OpenClaw merged PR #93374, a P1 agent-runtime fix that makes unknown tool ID failures recoverable across Tool Search, Tool Search Code Mode, and generic Code Mode.
The bug was subtle but painful. When a model guessed a tool ID such as file_write, OpenClaw could return a dead-end lookup error instead of telling the caller how to search the active catalog, inspect the available tool, and retry with the exact ID. In long-running sessions, that kind of dead end can cost more than one failed action. It can derail the active turn before the model has a clean path back to the tool surface.
The Recovery Contract
The fix keeps recovery guidance tied to the caller surface that actually received the failure. That distinction matters because OpenClaw exposes similar tool-search semantics through different APIs:
- Raw Tool Search now points models toward
tool_search,tool_describe, andtool_call. - The Tool Search Code Mode bridge points code toward
openclaw.tools.search,openclaw.tools.describe, andopenclaw.tools.call. - Generic Code Mode points code toward
tools.search,tools.describe, andtools.call.

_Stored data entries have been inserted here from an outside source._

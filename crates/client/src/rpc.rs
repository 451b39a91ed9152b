//! The seam between the relayer and the JSON-RPC transport.

use alloy_primitives::{Address, Bytes, B256};
use alloy_provider::Provider;
use alloy_rpc_types_eth::{
    Block, BlockNumberOrTag, Filter, Log, SyncStatus, TransactionReceipt, TransactionRequest,
};
use alloy_transport::TransportResult;

/// The JSON-RPC surface the relayer consumes.
///
/// Production code goes through the blanket impl over any
/// [`alloy_provider::Provider`]; tests substitute a scripted double. The
/// transport-level retry policy (5xx backoff) is expected to be mounted in
/// the provider via [`alloy_transport::layers::RetryBackoffLayer`].
#[async_trait::async_trait]
pub trait EthRpc: Send + Sync {
    /// `eth_blockNumber`.
    async fn block_number(&self) -> TransportResult<u64>;

    /// `eth_getBlockByNumber`, without transaction bodies.
    async fn block_by_number(&self, number: BlockNumberOrTag) -> TransportResult<Option<Block>>;

    /// `eth_getLogs`.
    async fn logs(&self, filter: &Filter) -> TransportResult<Vec<Log>>;

    /// `eth_call`.
    async fn call(&self, tx: TransactionRequest) -> TransportResult<Bytes>;

    /// `eth_estimateGas`.
    async fn estimate_gas(&self, tx: TransactionRequest) -> TransportResult<u64>;

    /// `eth_sendRawTransaction`. Returns the transaction hash.
    async fn send_raw_transaction(&self, encoded: &[u8]) -> TransportResult<B256>;

    /// `eth_getTransactionReceipt`.
    async fn transaction_receipt(
        &self,
        hash: B256,
    ) -> TransportResult<Option<TransactionReceipt>>;

    /// `eth_getTransactionCount` at the latest block.
    async fn transaction_count(&self, address: Address) -> TransportResult<u64>;

    /// `eth_gasPrice`.
    async fn gas_price(&self) -> TransportResult<u128>;

    /// `eth_maxPriorityFeePerGas`.
    async fn max_priority_fee_per_gas(&self) -> TransportResult<u128>;

    /// Whether the node reports itself as syncing.
    async fn syncing(&self) -> TransportResult<bool>;
}

#[async_trait::async_trait]
impl<P> EthRpc for P
where
    P: Provider + Send + Sync,
{
    async fn block_number(&self) -> TransportResult<u64> {
        Provider::get_block_number(self).await
    }

    async fn block_by_number(&self, number: BlockNumberOrTag) -> TransportResult<Option<Block>> {
        Provider::get_block_by_number(self, number).await
    }

    async fn logs(&self, filter: &Filter) -> TransportResult<Vec<Log>> {
        Provider::get_logs(self, filter).await
    }

    async fn call(&self, tx: TransactionRequest) -> TransportResult<Bytes> {
        Provider::call(self, tx).await
    }

    async fn estimate_gas(&self, tx: TransactionRequest) -> TransportResult<u64> {
        Provider::estimate_gas(self, tx).await
    }

    async fn send_raw_transaction(&self, encoded: &[u8]) -> TransportResult<B256> {
        Ok(*Provider::send_raw_transaction(self, encoded).await?.tx_hash())
    }

    async fn transaction_receipt(
        &self,
        hash: B256,
    ) -> TransportResult<Option<TransactionReceipt>> {
        Provider::get_transaction_receipt(self, hash).await
    }

    async fn transaction_count(&self, address: Address) -> TransportResult<u64> {
        Provider::get_transaction_count(self, address).await
    }

    async fn gas_price(&self) -> TransportResult<u128> {
        Provider::get_gas_price(self).await
    }

    async fn max_priority_fee_per_gas(&self) -> TransportResult<u128> {
        Provider::get_max_priority_fee_per_gas(self).await
    }

    async fn syncing(&self) -> TransportResult<bool> {
        Ok(matches!(Provider::syncing(self).await?, SyncStatus::Info(_)))
    }
}
//! Leader-side state of a throttling group.
//!
//! Every member owns a [`DistributedThrottlerService`], but only the leader
//! keeps it initialized: registered with the RPC server and recomputing
//! per-member limits every `limit_update_period`.

use parking_lot::RwLock;
use std::collections::hash_map::DefaultHasher;
use std::collections::{HashMap, HashSet};
use std::hash::{Hash, Hasher};
use std::sync::atomic::{AtomicBool, Ordering};
use std::sync::{Arc, Weak};
use tokio::time::Instant;
use tracing::{debug, info, trace, warn};
use uuid::Uuid;

use crate::algorithms::{adaptive_limits, uniform_limit};
use crate::config::{DistributedThrottlerConfig, ThrottlerMode};
use crate::discovery::DiscoveryClient;
use crate::error::{Error, Result};
use crate::messages::{HeartbeatRequest, HeartbeatResponse, ThrottlerLimit};
use crate::periodic::{BoxFuture, Callback, PeriodicExecutor};
use crate::registry::ThrottlerRegistry;
use crate::server::RpcServer;
use crate::throttler::{ThroughputThrottler, WrappedThrottler};

#[derive(Debug)]
struct MemberUsage {
    rates: HashMap<String, f64>,
    updated_at: Instant,
}

#[derive(Debug, Default)]
struct MemberShard {
    limits: RwLock<HashMap<String, HashMap<String, f64>>>,
    usage_rates: RwLock<HashMap<String, MemberUsage>>,
}

#[derive(Debug, Default)]
struct ThrottlerShard {
    total_limits: RwLock<HashMap<String, Option<f64>>>,
    uniform_limits: RwLock<HashMap<String, f64>>,
    last_update: RwLock<HashMap<String, Instant>>,
}

pub struct DistributedThrottlerService {
    discovery: Arc<dyn DiscoveryClient>,
    group_id: String,
    realm_id: Uuid,
    registry: Arc<ThrottlerRegistry<WrappedThrottler>>,
    rpc_server: Arc<RpcServer>,
    config: RwLock<Arc<DistributedThrottlerConfig>>,
    member_shards: Vec<MemberShard>,
    throttler_shards: Vec<ThrottlerShard>,
    update_executor: PeriodicExecutor,
    initialized: AtomicBool,
}
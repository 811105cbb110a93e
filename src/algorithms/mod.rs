//! Limit distribution algorithms
//!
//! Pure functions used by the leader to split a total limit between members.
//! They hold no locks and know nothing about members beyond the numbers
//! passed in.

use std::collections::HashMap;
use std::hash::Hash;

const SEARCH_ITERATIONS: usize = 128;

/// Largest `x` in `[lo, hi]` for which `predicate(x)` holds.
///
/// `predicate` must be monotone: true up to some point, false after it. If it
/// does not even hold at `lo`, `lo` is returned.
pub fn floating_point_inverse_lower_bound<F>(mut lo: f64, mut hi: f64, predicate: F) -> f64
where
    F: Fn(f64) -> bool,
{
    if predicate(hi) {
        return hi;
    }

    for _ in 0..SEARCH_ITERATIONS {
        let mid = lo + (hi - lo) / 2.0;
        if mid <= lo || mid >= hi {
            break;
        }
        if predicate(mid) {
            lo = mid;
        } else {
            hi = mid;
        }
    }
    lo
}

/// Equal split of `total_limit` between `member_count` members, never below one unit.
pub fn uniform_limit(total_limit: f64, member_count: usize) -> f64 {
    (total_limit / member_count.max(1) as f64).max(1.0)
}

/// Per-member cap `D` such that `sum(min(usage, D)) <= total_limit`, as large as possible.
pub fn water_filling_cap<'a, I>(total_limit: f64, usage_rates: I) -> f64
where
    I: IntoIterator<Item = &'a f64> + Clone,
{
    floating_point_inverse_lower_bound(0.0, total_limit, |cap| {
        let total: f64 = usage_rates.clone().into_iter().map(|rate| rate.min(cap)).sum();
        total <= total_limit
    })
}

/// Outcome of the adaptive split for a single throttler.
#[derive(Debug, Clone)]
pub struct AdaptiveAllocation<K> {
    pub default_limit: f64,
    pub extra_limit: f64,
    pub limits: HashMap<K, f64>,
}

/// Max-min fair split of `total_limit` by reported usage.
///
/// Each member gets `min(usage, D) + extra`, where `D` is the water-filling
/// cap and `extra` spreads `extra_limit_ratio * total_limit` plus any unused
/// part of the total evenly across `member_count` members.
pub fn adaptive_limits<K>(
    total_limit: f64,
    usage_rates: &HashMap<K, f64>,
    member_count: usize,
    extra_limit_ratio: f64,
) -> AdaptiveAllocation<K>
where
    K: Clone + Eq + Hash,
{
    let total_usage: f64 = usage_rates.values().sum();
    let default_limit = water_filling_cap(total_limit, usage_rates.values());
    let extra_limit = (extra_limit_ratio * total_limit + (total_limit - total_usage).max(0.0))
        / member_count.max(1) as f64;

    let limits = usage_rates
        .iter()
        .map(|(member, rate)| (member.clone(), rate.min(default_limit) + extra_limit))
        .collect();

    AdaptiveAllocation {
        default_limit,
        extra_limit,
        limits,
    }
}
#[cfg(test)]
mod tests {
    use super::*;
    use crate::config::RpcServerConfig;
    use crate::discovery::InMemoryDiscovery;
    use crate::error::ErrorCode;
    use crate::throttler::ThroughputThrottler;
    use std::sync::Barrier;
    use std::thread;
    use tokio_test::{assert_err, assert_ok};

    struct Member {
        factory: DistributedThrottlerFactory,
        rpc_server: Arc<RpcServer>,
    }

    fn member(discovery: &InMemoryDiscovery, member_id: &str, priority: i64, mode: ThrottlerMode) -> Member {
        let rpc_server = RpcServer::new(RpcServerConfig::default());
        let member_client = Arc::new(discovery.member_client("group", member_id));
        let factory = DistributedThrottlerFactory::new(
            DistributedThrottlerConfig {
                mode,
                ..Default::default()
            },
            FactoryOptions {
                group_id: "group".to_string(),
                member_id: member_id.to_string(),
                address: format!("127.0.0.1:{}", 20000 + priority),
                channel_factory: ChannelFactory::new().unwrap(),
                discovery: Arc::new(discovery.clone()),
                member_client: member_client.clone(),
                rpc_server: rpc_server.clone(),
            },
        )
        .unwrap();
        // Start times in tests are too close to order members reliably.
        member_client.set_priority(priority);
        Member { factory, rpc_server }
    }

    #[test]
    fn test_concurrent_get_or_create_yields_one_throttler() {
        let discovery = InMemoryDiscovery::new();
        let factory = member(&discovery, "m", 1, ThrottlerMode::Adaptive).factory;
        let barrier = Arc::new(Barrier::new(8));

        let handles: Vec<_> = (0..8)
            .map(|_| {
                let factory = factory.clone();
                let barrier = barrier.clone();
                thread::spawn(move || {
                    barrier.wait();
                    factory
                        .get_or_create_throttler("shared", ThroughputThrottlerConfig::with_limit(10.0), None)
                        .unwrap()
                })
            })
            .collect();

        let throttlers: Vec<_> = handles.into_iter().map(|h| h.join().unwrap()).collect();
        assert!(throttlers.windows(2).all(|w| Arc::ptr_eq(&w[0], &w[1])));
        assert_eq!(throttlers[0].config().limit, Some(10.0));
    }

    #[tokio::test]
    async fn test_existing_throttler_is_reconfigured() {
        let discovery = InMemoryDiscovery::new();
        let factory = member(&discovery, "m", 1, ThrottlerMode::Adaptive).factory;

        let first = assert_ok!(factory.get_or_create_throttler("t", ThroughputThrottlerConfig::with_limit(10.0), None));
        let second = assert_ok!(factory.get_or_create_throttler("t", ThroughputThrottlerConfig::with_limit(20.0), None));
        assert!(Arc::ptr_eq(&first, &second));
        assert_eq!(first.config().limit, Some(20.0));

        let err = assert_err!(factory.get_or_create_throttler("bad id", ThroughputThrottlerConfig::default(), None));
        assert_eq!(err.code(), ErrorCode::Validation);
    }

    #[tokio::test]
    async fn test_leadership_handoff() {
        let discovery = InMemoryDiscovery::new();
        let a = member(&discovery, "a", 1, ThrottlerMode::Adaptive);
        let b = member(&discovery, "b", 2, ThrottlerMode::Adaptive);
        a.factory.inner.member_client.start().await.unwrap();
        b.factory.inner.member_client.start().await.unwrap();

        a.factory.update_leader().await;
        b.factory.update_leader().await;
        assert!(a.factory.is_leader());
        assert_eq!(b.factory.leader_id().as_deref(), Some("a"));
        assert!(a.factory.service().is_initialized());
        assert!(!b.factory.service().is_initialized());
        assert!(a.rpc_server.registered_realm().is_some());
        assert_eq!(discovery.attributes("group", "b").unwrap()[LEADER_ID_ATTRIBUTE_KEY], "a");

        // Repeated observations change nothing.
        a.factory.update_leader().await;
        assert!(a.factory.service().is_initialized());

        // `b` takes over once `a` gets a worse priority.
        a.factory.inner.member_client.set_priority(10);
        a.factory.update_leader().await;
        b.factory.update_leader().await;
        assert!(!a.factory.service().is_initialized());
        assert!(a.rpc_server.registered_realm().is_none());
        assert!(b.factory.is_leader());
        assert!(b.factory.service().is_initialized());

        b.factory.stop().await;
        assert!(!b.factory.service().is_initialized());
        assert!(b.factory.leader_id().is_none());
    }

    #[tokio::test]
    async fn test_discovery_failure_keeps_leadership() {
        let discovery = InMemoryDiscovery::new();
        let a = member(&discovery, "a", 1, ThrottlerMode::Adaptive);
        a.factory.inner.member_client.start().await.unwrap();
        a.factory.update_leader().await;
        assert!(a.factory.is_leader());

        discovery.set_available(false);
        a.factory.update_leader().await;
        assert!(a.factory.is_leader());
        assert!(a.factory.service().is_initialized());
        a.factory.stop().await;
    }

    #[tokio::test]
    async fn test_leader_applies_its_own_limits() {
        let discovery = InMemoryDiscovery::new();
        let a = member(&discovery, "a", 1, ThrottlerMode::Adaptive);
        a.factory.inner.member_client.start().await.unwrap();
        let throttler = a
            .factory
            .get_or_create_throttler("t", ThroughputThrottlerConfig::with_limit(100.0), None)
            .unwrap();

        // No leader yet: nothing happens.
        a.factory.update_limits().await;
        assert_eq!(throttler.current_limit(), Some(100.0));

        a.factory.update_leader().await;
        assert_ok!(throttler.acquire(10));

        // The first round only reports usage, the leader loop then allocates.
        a.factory.update_limits().await;
        a.factory.service().update_limits().await;
        a.factory.update_limits().await;

        // Single member with usage u: limit = u + 0.1 * 100 + (100 - u).
        let limit = throttler.current_limit().unwrap();
        assert!((limit - 110.0).abs() < 1e-6, "limit = {}", limit);
        a.factory.stop().await;
    }

    #[tokio::test]
    async fn test_precise_channels_follow_leader() {
        let discovery = InMemoryDiscovery::new();
        let a = member(&discovery, "a", 1, ThrottlerMode::Precise);
        let b = member(&discovery, "b", 2, ThrottlerMode::Precise);
        a.factory.inner.member_client.start().await.unwrap();
        b.factory.inner.member_client.start().await.unwrap();

        let on_b = b
            .factory
            .get_or_create_throttler("t", ThroughputThrottlerConfig::with_limit(5.0), None)
            .unwrap();
        assert!(on_b.leader_channel().is_none());

        b.factory.update_leader().await;
        let channel = on_b.leader_channel().unwrap();
        assert_eq!(channel.address(), "127.0.0.1:20001");
        assert_eq!(channel.realm_id(), a.factory.realm_id());

        // Throttlers created later are seeded with the known channel.
        let later = b
            .factory
            .get_or_create_throttler("later", ThroughputThrottlerConfig::default(), None)
            .unwrap();
        assert!(later.leader_channel().is_some());

        a.factory.update_leader().await;
        let on_a = a
            .factory
            .get_or_create_throttler("t", ThroughputThrottlerConfig::with_limit(5.0), None)
            .unwrap();
        assert!(on_a.leader_channel().is_none());
        assert_ok!(ThroughputThrottler::throttle(on_a.as_ref(), 1).await);
        a.factory.stop().await;
    }

    #[tokio::test]
    async fn test_reconfigure_propagates_to_throttlers() {
        let discovery = InMemoryDiscovery::new();
        let a = member(&discovery, "a", 1, ThrottlerMode::Adaptive);
        let throttler = a
            .factory
            .get_or_create_throttler("t", ThroughputThrottlerConfig::with_limit(5.0), None)
            .unwrap();
        assert_ok!(throttler.acquire(3));

        assert_ok!(a.factory.reconfigure(DistributedThrottlerConfig {
            mode: ThrottlerMode::Precise,
            leader_update_period: Duration::from_secs(1),
            ..Default::default()
        }));
        assert_eq!(throttler.mode(), ThrottlerMode::Precise);
        assert_eq!(a.factory.service().config().mode, ThrottlerMode::Precise);
        assert_eq!(a.factory.inner.update_leader_executor.period(), Duration::from_secs(1));
        assert_eq!(throttler.usage_rate(), 3.0);
        assert_err!(throttler.try_acquire(1));

        let invalid = DistributedThrottlerConfig {
            extra_limit_ratio: -1.0,
            ..Default::default()
        };
        assert_err!(a.factory.reconfigure(invalid));
    }
}
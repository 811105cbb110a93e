use axum::routing::{get, post};
use axum::{middleware, Router};
use parking_lot::RwLock;
use std::future::Future;
use std::sync::atomic::{AtomicUsize, Ordering};
use std::sync::Arc;
use tokio::net::TcpListener;
use tokio::signal;
use tokio::sync::{OwnedSemaphorePermit, Semaphore};
use tower::ServiceBuilder;
use tower_http::trace::TraceLayer;
use tracing::{debug, info};
use uuid::Uuid;

use crate::config::RpcServerConfig;
use crate::error::{Error, Result};
use crate::handlers::{health_check, heartbeat, throttle};
use crate::middleware::logging_middleware;
use crate::proxy::{HEALTH_PATH, HEARTBEAT_PATH, THROTTLE_PATH};
use crate::service::DistributedThrottlerService;

const SERVICE_NAME: &str = "DistributedThrottlerService";

/// Bounds the number of `Throttle` calls running and waiting at once.
#[derive(Debug)]
pub struct RequestQueue {
    semaphore: Arc<Semaphore>,
    pending: Arc<AtomicUsize>,
    concurrency_limit: usize,
    queue_size_limit: usize,
}

/// Held for the lifetime of an admitted request; dropping it frees the slot.
#[derive(Debug)]
pub struct RequestSlot {
    _permit: OwnedSemaphorePermit,
    _pending: PendingGuard,
}

#[derive(Debug)]
struct PendingGuard(Arc<AtomicUsize>);

impl Drop for PendingGuard {
    fn drop(&mut self) {
        self.0.fetch_sub(1, Ordering::SeqCst);
    }
}

impl RequestQueue {
    pub fn new(concurrency_limit: usize, queue_size_limit: usize) -> Self {
        let concurrency_limit = concurrency_limit.max(1);
        Self {
            semaphore: Arc::new(Semaphore::new(concurrency_limit)),
            pending: Arc::new(AtomicUsize::new(0)),
            concurrency_limit,
            queue_size_limit,
        }
    }

    /// Wait for a running slot, or fail at once if the queue is full.
    pub async fn acquire(&self) -> Result<RequestSlot> {
        let pending = self.pending.fetch_add(1, Ordering::SeqCst) + 1;
        let guard = PendingGuard(self.pending.clone());
        if pending > self.concurrency_limit + self.queue_size_limit {
            return Err(Error::RequestQueueSizeLimitExceeded {
                limit: self.queue_size_limit,
            });
        }

        let permit = self
            .semaphore
            .clone()
            .acquire_owned()
            .await
            .map_err(|_| Error::Internal("Request queue is closed".to_string()))?;

        Ok(RequestSlot {
            _permit: permit,
            _pending: guard,
        })
    }

    /// Requests running or waiting.
    pub fn pending(&self) -> usize {
        self.pending.load(Ordering::SeqCst)
    }
}

/// HTTP endpoint of a member.
///
/// Always serves `/health`; the throttler methods answer only while a
/// service is registered, that is while this member leads its group.
pub struct RpcServer {
    service: RwLock<Option<Arc<DistributedThrottlerService>>>,
    throttle_queue: RequestQueue,
}

impl RpcServer {
    pub fn new(config: RpcServerConfig) -> Arc<Self> {
        Arc::new(Self {
            service: RwLock::new(None),
            throttle_queue: RequestQueue::new(config.throttle_concurrency_limit, config.throttle_queue_size_limit),
        })
    }

    pub fn register_service(&self, service: Arc<DistributedThrottlerService>) {
        debug!(realm_id = %service.realm_id(), "Service registered");
        *self.service.write() = Some(service);
    }

    /// Unregister the service of `realm_id`; a service of another realm stays.
    pub fn unregister_service(&self, realm_id: Uuid) {
        let mut service = self.service.write();
        if service.as_ref().is_some_and(|s| s.realm_id() == realm_id) {
            *service = None;
            debug!(realm_id = %realm_id, "Service unregistered");
        }
    }

    /// Registered service, checked against the realm the caller addressed.
    pub fn find_service(&self, realm_id: Option<Uuid>) -> Result<Arc<DistributedThrottlerService>> {
        let service = self.service.read().clone();
        match service {
            Some(service) if realm_id.map_or(true, |realm| realm == service.realm_id()) => Ok(service),
            _ => Err(Error::NoSuchService {
                service: SERVICE_NAME.to_string(),
            }),
        }
    }

    pub fn registered_realm(&self) -> Option<Uuid> {
        self.service.read().as_ref().map(|service| service.realm_id())
    }

    pub fn throttle_queue(&self) -> &RequestQueue {
        &self.throttle_queue
    }

    pub fn router(self: &Arc<Self>) -> Router {
        Router::new()
            .route(HEARTBEAT_PATH, post(heartbeat))
            .route(THROTTLE_PATH, post(throttle))
            .route(HEALTH_PATH, get(health_check))
            .with_state(self.clone())
            .layer(
                ServiceBuilder::new()
                    .layer(TraceLayer::new_for_http())
                    .layer(middleware::from_fn(logging_middleware)),
            )
    }

    /// Serve on `listener` until `shutdown` resolves.
    pub async fn serve<F>(self: Arc<Self>, listener: TcpListener, shutdown: F) -> std::io::Result<()>
    where
        F: Future<Output = ()> + Send + 'static,
    {
        if let Ok(addr) = listener.local_addr() {
            info!("RPC server listening on {}", addr);
        }

        axum::serve(listener, self.router())
            .with_graceful_shutdown(shutdown)
            .await
    }
}

/// Resolves on Ctrl+C or SIGTERM.
pub async fn shutdown_signal() {
    let ctrl_c = async {
        if let Err(e) = signal::ctrl_c().await {
            tracing::error!("Failed to install Ctrl+C handler: {}", e);
            std::future::pending::<()>().await;
        }
    };

    #[cfg(unix)]
    let terminate = async {
        match signal::unix::signal(signal::unix::SignalKind::terminate()) {
            Ok(mut stream) => {
                stream.recv().await;
            }
            Err(e) => {
                tracing::error!("Failed to install signal handler: {}", e);
                std::future::pending::<()>().await;
            }
        }
    };

    #[cfg(not(unix))]
    let terminate = std::future::pending::<()>();

    tokio::select! {
        _ = ctrl_c => {
            info!("Received Ctrl+C, initiating graceful shutdown");
        },
        _ = terminate => {
            info!("Received terminate signal, initiating graceful shutdown");
        },
    }
}
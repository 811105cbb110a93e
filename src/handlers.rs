use axum::{extract::State, http::HeaderMap, Json};
use std::sync::Arc;
use tracing::trace;

use crate::error::Result;
use crate::messages::{HealthResponse, HeartbeatRequest, HeartbeatResponse, ThrottleRequest, ThrottleResponse};
use crate::middleware::request_realm;
use crate::server::RpcServer;
use crate::throttler::ThroughputThrottler;
use crate::validation::{validate_heartbeat, validate_throttle};

/// Follower heartbeat: usage in, limits out.
pub async fn heartbeat(
    State(server): State<Arc<RpcServer>>,
    headers: HeaderMap,
    Json(request): Json<HeartbeatRequest>,
) -> Result<Json<HeartbeatResponse>> {
    validate_heartbeat(&request)?;
    let service = server.find_service(request_realm(&headers))?;
    Ok(Json(service.heartbeat(request)?))
}

/// Precise-mode admission. Once the throttler is resolved the request holds
/// a queue slot until it is admitted or the caller goes away.
pub async fn throttle(
    State(server): State<Arc<RpcServer>>,
    headers: HeaderMap,
    Json(request): Json<ThrottleRequest>,
) -> Result<Json<ThrottleResponse>> {
    validate_throttle(&request)?;
    let service = server.find_service(request_realm(&headers))?;
    let throttler = service.find_throttler(&request.throttler_id)?;

    let _slot = server.throttle_queue().acquire().await?;
    trace!(throttler_id = %request.throttler_id, count = request.count, "Throttling on behalf of a member");
    ThroughputThrottler::throttle(throttler.as_ref(), request.count).await?;
    Ok(Json(ThrottleResponse {}))
}

pub async fn health_check(State(server): State<Arc<RpcServer>>) -> Json<HealthResponse> {
    Json(HealthResponse::healthy(
        server.registered_realm().map(|realm| realm.to_string()),
    ))
}
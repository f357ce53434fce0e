//
// main.rs
//
// texnav: LaTeX file-reference navigation over LSP
//

use std::env;

fn print_usage() {
    println!(
        "texnav {}, a LaTeX file-reference navigation server.",
        env!("CARGO_PKG_VERSION")
    );
    print!(
        r#"
Usage: texnav [OPTIONS]

Available options:

--stdio                      Start the LSP server using stdio transport
--version                    Print the version
--help                       Print this help message

"#
    );
}

#[tokio::main]
async fn main() -> anyhow::Result<()> {
    let mut argv = env::args();
    argv.next(); // skip executable name

    let mut use_stdio = false;

    for arg in argv {
        match arg.as_str() {
            "--stdio" => use_stdio = true,
            "--version" => {
                println!("texnav {}", env!("CARGO_PKG_VERSION"));
                return Ok(());
            }
            "--help" => {
                print_usage();
                return Ok(());
            }
            other => {
                return Err(anyhow::anyhow!("Unknown argument: '{other}'"));
            }
        }
    }

    if !use_stdio {
        print_usage();
        return Ok(());
    }

    env_logger::init();

    texnav::backend::start_lsp().await
}
//
// navigation/roots.rs
//
// Candidate root directories for file-reference lookup
//

use std::path::{Path, PathBuf};

use super::inclusion::RootFinder;

/// Directories to search, in priority order: the root document's directory
/// first, then every source root in the order given.
///
/// Duplicates are kept. Returns `None` if the root document has no parent
/// directory.
pub fn candidate_roots(
    containing_file: &Path,
    root_finder: &dyn RootFinder,
    source_roots: &[PathBuf],
) -> Option<Vec<PathBuf>> {
    let root_file = root_finder.root_of(containing_file);
    let root_dir = root_file.parent()?;

    let mut roots = Vec::with_capacity(source_roots.len() + 1);
    roots.push(root_dir.to_path_buf());
    roots.extend(source_roots.iter().cloned());
    Some(roots)
}
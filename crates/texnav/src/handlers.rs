//
// handlers.rs
//
// LSP request handlers built on navigation markers
//

use serde_json::json;
use tower_lsp::lsp_types::{
    DocumentLink, GotoDefinitionResponse, Location, Position, Range, Url,
};

use crate::navigation::paths::path_to_uri;
use crate::navigation::NavigationMarker;
use crate::state::WorldState;

fn range_contains(range: &Range, position: Position) -> bool {
    (range.start.line, range.start.character) <= (position.line, position.character)
        && (position.line, position.character) <= (range.end.line, range.end.character)
}

pub fn marker_to_link(marker: &NavigationMarker) -> Option<DocumentLink> {
    let target = path_to_uri(&marker.target)?;
    Some(DocumentLink {
        range: marker.argument_range,
        target: Some(target),
        tooltip: Some(marker.tooltip.clone()),
        data: Some(json!({ "icon": marker.icon })),
    })
}

pub fn document_link(state: &WorldState, uri: &Url) -> Option<Vec<DocumentLink>> {
    let markers = state.markers_for(uri)?;
    log::trace!("{} document link(s) for {}", markers.len(), uri);
    Some(markers.iter().filter_map(marker_to_link).collect())
}

pub fn goto_definition(
    state: &WorldState,
    uri: &Url,
    position: Position,
) -> Option<GotoDefinitionResponse> {
    let markers = state.markers_for(uri)?;
    let marker = markers
        .iter()
        .find(|m| range_contains(&m.origin, position))?;
    let target = path_to_uri(&marker.target)?;
    Some(GotoDefinitionResponse::Scalar(Location {
        uri: target,
        range: Range::new(Position::new(0, 0), Position::new(0, 0)),
    }))
}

The PR also fixes the no-suggestion path. Previously, recovery guidance could disappear when OpenClaw had no close match to suggest. Now the shared formatter keeps the retry instructions even when the guessed ID has no obvious neighbor.
Why This Matters
Tool catalogs are dynamic. OpenClaw agents can see different tools depending on installed plugins, channel context, MCP availability, policy boundaries, and active runtime mode. A model guessing a familiar name is not surprising. The important question is whether the runtime turns that miss into a useful next step.
This patch does not make guessed IDs executable. It does not add aliases, broaden matching, change public config, or alter wire protocols. That restraint is important. Executing guessed names would weaken the tool boundary. The safer fix is to keep the error explicit and teach the model how to recover through the existing catalog APIs.
Proof Across Surfaces
The PR includes gateway proof for raw /v1/responses, the Code Mode bridge, and generic Code Mode. The proof exercised a catalog containing an available write tool while the caller guessed file_write, then verified that OpenClaw returned the correct recovery wording for each caller surface without executing the available tool.
Regression tests now cover both close-match and no-suggestion behavior. The author reports focused Vitest runs for Tool Search and Code Mode, plus current-head local gateway proof.
For operators, the user-facing effect should be simple: when an agent guesses the wrong tool ID, OpenClaw should now help it search, inspect, and retry instead of leaving the run stuck on a bare lookup failure.